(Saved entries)
'''

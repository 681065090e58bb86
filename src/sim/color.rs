//! RGB colors carried by game bodies for the host renderer

use rand::Rng;
use serde::{Deserialize, Serialize};

#[derive(Debug, Clone, Copy, PartialEq, Eq, Default, Serialize, Deserialize)]
pub struct Color {
    pub r: u8,
    pub g: u8,
    pub b: u8,
}

impl Color {
    pub const WHITE: Color = Color::rgb(255, 255, 255);
    pub const BLACK: Color = Color::rgb(0, 0, 0);
    pub const GRAY: Color = Color::rgb(128, 128, 128);
    pub const ORANGE: Color = Color::rgb(255, 200, 0);
    pub const BLUE: Color = Color::rgb(0, 0, 255);

    pub const fn rgb(r: u8, g: u8, b: u8) -> Self {
        Self { r, g, b }
    }

    /// Random color drawn from the simulation RNG
    pub fn random<R: Rng + ?Sized>(rng: &mut R) -> Self {
        Self::rgb(rng.random(), rng.random(), rng.random())
    }

    /// Packed `0xRRGGBB`
    pub fn to_u32(self) -> u32 {
        ((self.r as u32) << 16) | ((self.g as u32) << 8) | self.b as u32
    }
}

'''

> _To do_
Take the records above and copy them out exactly.

> _Exercise answer_
repository 681065090e58bb86
filename src/sim/color.rs
//! RGB colors carried by game bodies for the host renderer

use rand::Rng;
use serde::{Deserialize, Serialize};

#[derive(Debug, Clone, Copy, PartialEq, Eq, Default, Serialize, Deserialize)]
pub struct Color {
    pub r: u8,
    pub g: u8,
    pub b: u8,
}

impl Color {
    pub const WHITE: Color = Color::rgb(255, 255, 255);
    pub const BLACK: Color = Color::rgb(0, 0, 0);
    pub const GRAY: Color = Color::rgb(128, 128, 128);
    pub const ORANGE: Color = Color::rgb(255, 200, 0);
    pub const BLUE: Color = Color::rgb(0, 0, 255);

    pub const fn rgb(r: u8, g: u8, b: u8) -> Self {
        Self { r, g, b }
    }

    /// Random color drawn from the simulation RNG
    pub fn random<R: Rng + ?Sized>(rng: &mut R) -> Self {
        Self::rgb(rng.random(), rng.random(), rng.random())
    }

    /// Packed `0xRRGGBB`
    pub fn to_u32(self) -> u32 {
        ((self.r as u32) << 16) | ((self.g as u32) << 8) | self.b as u32
    }
}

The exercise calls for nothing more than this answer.